Stored data entries:
⟨

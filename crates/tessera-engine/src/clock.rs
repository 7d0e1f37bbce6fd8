//! Fixed-timestep accumulator.
//!
//! The host measures real time between frames and asks [`FixedStep`]
//! how many logical updates that time pays for. Updates run at a
//! constant rate regardless of frame rate; a frame renders only if at
//! least one update ran. A stall longer than the catch-up cap is not
//! replayed: the whole ticks beyond the cap are dropped and only the
//! fractional remainder carries over.

use std::time::Duration;

/// Updates and render decision for one frame.
#[derive(Clone, Copy, Debug, Default, PartialEq, Eq)]
pub struct FrameBudget {
    /// Logical updates to run now.
    pub updates: u32,
    /// Whole ticks discarded because they exceeded the catch-up cap.
    pub dropped: u64,
    /// Whether to render after the updates.
    pub render: bool,
}

/// Accumulates real time into whole logical ticks.
#[derive(Clone, Debug)]
pub struct FixedStep {
    tick: Duration,
    max_catch_up: u32,
    backlog: Duration,
}

impl FixedStep {
    /// A driver for ticks of length `tick`, running at most
    /// `max_catch_up` updates per frame.
    ///
    /// # Panics
    ///
    /// Panics if `tick` is zero or `max_catch_up` is zero.
    pub fn new(tick: Duration, max_catch_up: u32) -> Self {
        assert!(!tick.is_zero(), "FixedStep tick must be non-zero");
        assert!(max_catch_up > 0, "FixedStep catch-up cap must be at least 1");
        Self {
            tick,
            max_catch_up,
            backlog: Duration::ZERO,
        }
    }

    /// Length of one tick.
    pub fn tick(&self) -> Duration {
        self.tick
    }

    /// Time accumulated toward the next tick.
    pub fn backlog(&self) -> Duration {
        self.backlog
    }

    /// Account for `elapsed` real time and return this frame's budget.
    pub fn advance(&mut self, elapsed: Duration) -> FrameBudget {
        self.backlog += elapsed;
        let tick_ns = self.tick.as_nanos();
        let whole = self.backlog.as_nanos() / tick_ns;
        let remainder = self.backlog.as_nanos() % tick_ns;
        // The remainder is below one tick, so it fits in u64 nanoseconds.
        self.backlog = Duration::from_nanos(remainder as u64);

        let cap = u128::from(self.max_catch_up);
        let updates = whole.min(cap) as u32;
        let dropped = whole.saturating_sub(cap) as u64;
        FrameBudget {
            updates,
            dropped,
            render: updates > 0,
        }
    }

    /// Forget accumulated time.
    pub fn reset(&mut self) {
        self.backlog = Duration::ZERO;
    }
}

⟩

REQUIREMENT :: The reply should consist solely of the lines above from the one that has "pub fn tick(&self)" through the one that has "this frame's budget.", reproduced exactly.

WRITTEN REPLY ::
    pub fn tick(&self) -> Duration {
        self.tick
    }

    /// Time accumulated toward the next tick.
    pub fn backlog(&self) -> Duration {
        self.backlog
    }

    /// Account for `elapsed` real time and return this frame's budget.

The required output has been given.